Page 25 of It’s Me, but Different
“Sloane…”
“No, it's true. And now you're the one who doesn't want to complicate your life. And you have every right in the world, really. I understand.”
She stays quiet for too long. Spinning the glass between her hands, watching how the wine reflects the firelight.
“I have to make a decision,” she says suddenly. “About the job offer in Denver.”
“When?”
“This week. At the latest.”
“It's a great opportunity. If you can get the kids to adapt to having a little less time with you, I think it's very good for your future.”

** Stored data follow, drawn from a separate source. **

impl Orchestrator {
    /// Orchestrator with the bundled Bézier path provider
    pub fn new(
        config: OrchestratorConfig,
        renderer: Arc<dyn Renderer>,
        overlay: Arc<dyn AttractOverlay>,
    ) -> Self {
        Self::with_path_provider(config, renderer, overlay, Arc::new(BezierPathProvider::default()))
    }

    pub fn with_path_provider(
        config: OrchestratorConfig,
        renderer: Arc<dyn Renderer>,
        overlay: Arc<dyn AttractOverlay>,
        paths: Arc<dyn PathProvider>,
    ) -> Self {
        let queue = IngestionQueue::new();
        let idle = IdleController::new(config.idle, queue.gauge(), overlay);
        let rng = match config.seed {
            Some(seed) => StdRng::seed_from_u64(seed),
            None => StdRng::from_entropy(),
        };

        let state = OrchestratorState {
            store: FeatureStore::new(),
            ledger: RouteLedger::new(),
            dedup: DedupIndex::new(),
            queue,
            views: ViewDefaults::default(),
            pending_removals: AHashSet::new(),
            cooldown: config.cooldown,
            route_enabled: config.pipeline.route.enabled,
            rng,
        };

        info!(
            target: "reveal-orchestrator",
            "Orchestrator ready (cooldown {:?}, route animation {})",
            config.cooldown,
            if config.pipeline.route.enabled { "on" } else { "off" }
        );

        Self {
            inner: Arc::new(Inner {
                state: parking_lot::Mutex::new(state),
                renderer,
                paths,
                events: EventBus::new(config.event_capacity),
                idle,
                pipeline: config.pipeline,
            }),
        }
    }

    // ── Queue ────────────────────────────────────────────────────────────

    /// Validate and queue a record for animation.
    ///
    /// Must be called inside a tokio runtime for the drain task to start.
    pub fn enqueue(&self, record: Record, origin: RecordOrigin) -> OrchestratorResult<EnqueueOutcome> {
        record.validate()?;
        let entry = QueueEntry::new(record, origin);
        let id = entry.stable_id.clone();

        let outcome = {
            let mut st = self.inner.state.lock();
            if st.dedup.exists(&id) {
                EnqueueOutcome::Duplicate
            } else {
                st.dedup.mark_queued(id.clone());
                EnqueueOutcome::Queued {
                    position: st.queue.push(entry),
                }
            }
        };

        match outcome {
            EnqueueOutcome::Duplicate => {
                debug!(target: "reveal-orchestrator", "Duplicate ignored: {}", id);
            }
            EnqueueOutcome::Queued { position } => {
                debug!(target: "reveal-orchestrator", "Queued {} at position {}", id, position);
                self.inner.idle.notify_activity();
                self.kick();
            }
        }
        Ok(outcome)
    }

    /// Start the drain task unless one is already running
    fn kick(&self) {
        let start = {
            let mut st = self.inner.state.lock();
            if st.queue.is_processing() || st.queue.is_empty() {
                false
            } else {
                st.queue.set_processing(true);
                true
            }
        };
        if !start {
            return;
        }

        match tokio::runtime::Handle::try_current() {
            Ok(runtime) => {
                runtime.spawn(Inner::drain(Arc::clone(&self.inner)));
            }
            Err(_) => {
                error!(target: "reveal-orchestrator", "No tokio runtime, queue will not drain");
                self.inner.state.lock().queue.set_processing(false);
            }
        }
    }

    pub fn set_cooldown(&self, cooldown: Duration) {
        self.inner.state.lock().cooldown = cooldown;
        info!(target: "reveal-orchestrator", "Cooldown set to {:?}", cooldown);
    }

    pub fn queue_status(&self) -> QueueStatus {
        let st = self.inner.state.lock();
        QueueStatus {
            pending: st.queue.len(),
            processing: st.queue.is_processing(),
            cooldown: st.cooldown,
            route_animation_enabled: st.route_enabled,
        }
    }

    /// Takes effect from the next pipeline run
    pub fn set_route_animation_enabled(&self, enabled: bool) {
        self.inner.state.lock().route_enabled = enabled;
        info!(
            target: "reveal-orchestrator",
            "Route animation {}",
            if enabled { "enabled" } else { "disabled" }
        );
    }

    // ── Store ────────────────────────────────────────────────────────────

    /// Retract a record from wherever it currently is
    pub async fn remove(&self, id: &StableId) -> RemovalOutcome {
        let effects = {
            let mut st = self.inner.state.lock();
            if st.queue.cancel(id).is_some() {
                st.dedup.unmark_queued(id);
                info!(target: "reveal-orchestrator", "Cancelled queued record {}", id);
                return RemovalOutcome::Cancelled;
            }
            if st.dedup.is_in_flight(id) {
                st.pending_removals.insert(id.clone());
                info!(target: "reveal-orchestrator", "Removal of {} deferred until its pipeline ends", id);
                return RemovalOutcome::Deferred;
            }
            st.remove_now(id)
        };

        if !effects.found {
            debug!(target: "reveal-orchestrator", "Remove: {} not found", id);
            return RemovalOutcome::NotFound;
        }
        let km_removed = effects.km_removed;
        self.inner.apply_removal(id, effects).await;
        RemovalOutcome::Removed { km_removed }
    }

    /// Place a record directly into a random slot, without any animation.
    ///
    /// Returns `None` when the record already exists.
    pub async fn place_silent(
        &self,
        record: Record,
        origin: RecordOrigin,
    ) -> OrchestratorResult<Option<VisualSlot>> {
        record.validate()?;
        let (slot, syncs) = {
            let mut st = self.inner.state.lock();
            match st.place_silent(record, origin) {
                Some(slot) => (slot, st.store.take_pending_syncs()),
                None => return Ok(None),
            }
        };
        self.inner.push_slots(syncs).await;
        Ok(Some(slot))
    }

    /// Silent placement of many records with a single renderer sync per touched slot.
    ///
    /// Invalid records and duplicates are skipped. Returns the ids actually placed.
    pub async fn place_silent_batch<I>(&self, records: I, origin: RecordOrigin) -> Vec<StableId>
    where
        I: IntoIterator<Item = Record>,
    {
        let (placed, syncs) = {
            let mut st = self.inner.state.lock();
            let mut placed = Vec::new();
            for record in records {
                if let Err(e) = record.validate() {
                    warn!(target: "reveal-orchestrator", "Skipping record {}: {}", record.id, e);
                    continue;
                }
                let id = record.stable_id();
                if st.place_silent(record, origin).is_some() {
                    placed.push(id);
                }
            }
            (placed, st.store.take_pending_syncs())
        };
        self.inner.push_slots(syncs).await;
        info!(target: "reveal-orchestrator", "Silently placed {} record(s)", placed.len());
        placed
    }

    /// Push every slot and route layer to the renderer again, e.g. after it rebuilt its layers
    pub async fn resync_renderer(&self) {
        let (syncs, routes) = {
            let mut st = self.inner.state.lock();
            st.store.mark_all_dirty();
            let routes: Vec<_> = Viewport::ALL
                .into_iter()
                .map(|vp| (vp, st.ledger.layer(vp).clone()))
                .collect();
            (st.store.take_pending_syncs(), routes)
        };
        self.inner.push_slots(syncs).await;
        self.inner.push_routes(routes).await;
    }

    pub fn exists(&self, id: &StableId) -> bool {
        self.inner.state.lock().dedup.exists(id)
    }

    pub fn is_visible(&self, id: &StableId) -> bool {
        self.inner.state.lock().dedup.is_visible(id)
    }

    pub fn locate(&self, id: &StableId) -> Option<(Viewport, VisualSlot)> {
        self.inner.state.lock().store.locate(id)
    }

    pub fn slot_records(&self, viewport: Viewport, slot: VisualSlot) -> Vec<PlacedRecord> {
        self.inner.state.lock().store.records(viewport, slot).to_vec()
    }

    pub fn visible_count(&self) -> usize {
        self.inner.state.lock().store.len()
    }

    pub fn visible_ids(&self) -> Vec<StableId> {
        self.inner.state.lock().store.stable_ids().cloned().collect()
    }

    pub fn total_route_km(&self) -> f64 {
        self.inner.state.lock().ledger.total_km()
    }

    // ── Views ────────────────────────────────────────────────────────────

    pub fn default_view(&self, viewport: Viewport) -> CameraView {
        self.inner.state.lock().views.get(viewport)
    }

    /// Replace the restore target of `viewport`; non-finite views are ignored
    pub fn set_default_view(&self, viewport: Viewport, view: CameraView) -> bool {
        let accepted = self.inner.state.lock().views.set(viewport, view);
        if accepted {
            info!(target: "reveal-orchestrator", "Default view for {} updated", viewport);
        }
        accepted
    }

    pub fn save_views(&self, path: &Path) -> OrchestratorResult<()> {
        let views = self.inner.state.lock().views;
        views.save(path)
    }

    pub fn load_views(&self, path: &Path) -> OrchestratorResult<()> {
        let views = ViewDefaults::load(path)?;
        self.inner.state.lock().views = views;
        Ok(())
    }

    // ── Idle / events ────────────────────────────────────────────────────

    pub fn notify_activity(&self) {
        self.inner.idle.notify_activity();
    }

    pub fn suspend_attract(&self) {
        self.inner.idle.suspend();
    }

    pub fn resume_attract(&self) {
        self.inner.idle.resume();
    }

    pub fn disable_attract(&self) {
        self.inner.idle.disable();
    }

    pub fn idle_state(&self) -> IdleState {
        self.inner.idle.state()
    }

    pub fn idle_controller(&self) -> IdleController {
        self.inner.idle.clone()
    }

    pub fn subscribe(&self) -> broadcast::Receiver<OrchestratorEvent> {
        self.inner.events.subscribe()
    }

    pub fn events(&self) -> EventBus {
        self.inner.events.clone()
    }
}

“It is,” she sighs. “Being a partner at a prestigious firm, establishing myself professionally, giving the kids financial stability…”
“Sounds perfect.”
Again, that look I can't identify, but that increasingly resembles disappointment.
“Why do you have to make this so easy?” she blurts out suddenly, after letting out a long sigh.
“Make what easy?”
“Letting me go. Again,” she adds with a snort while biting her lower lip with a pained gesture.
“And what do you want me to do, Esme?” I ask, confused. “Yesterday you made it very clear you didn't want complications. Do you want me to fight for something you yourself said you don't want?”
“I don't know,” she admits, and her eyes fill with tears. “I don't know what I want.”
“I don't understand anything.”
“Yeah, that's the problem, Sloane, you don't understand anything,” she snaps, getting up from the table and leaving me next to her half-drunk glass of wine.
Chapter 12
Esme
“Go to hell, Sloane Merriweather,” I mutter through my teeth, throwing my phone onto the bed so hard it bounces against the wall.
The impact doesn't calm my rage. I run my hands through my hair, pacing back and forth across the suite like a caged lioness. Sloane's message keeps echoing in my head like a slap: “Lessons canceled due to bad weather. This way, you'll have more time to think about the offer they made you at that law firm.”
This way you'll have more time… What an asshole.
Last night, when we met at the bar, I hoped she'd fight for me. That she'd tell me not to go to Denver. I thought she'd say we'd find some way to make us work… even though I don't even know what “us” is.
For some strange reason, I imagined she'd promise me we'd build something together at Silver Peaks if I gaveher a second chance. I thought she'd assure me my children would be happy here.
Like in fucking fairy tales.
But life isn't a fairy tale.
At least not for people like me.
Maybe it is for the Merriweather sisters. They can do whatever they want with their lives. They don't have to worry about money, or finding work, or raising two kids without anyone's help. Sloane and her sisters were born with a fortune that gives them the luxury of doing whatever they damn well please. I have to go back to Colorado and choose between giving my kids a better financial opportunity by sacrificing the time I'll spend with them, or spending more time together with less money.
It's all a big mess.
And even though it doesn't make much sense, I blame Sloane for it again.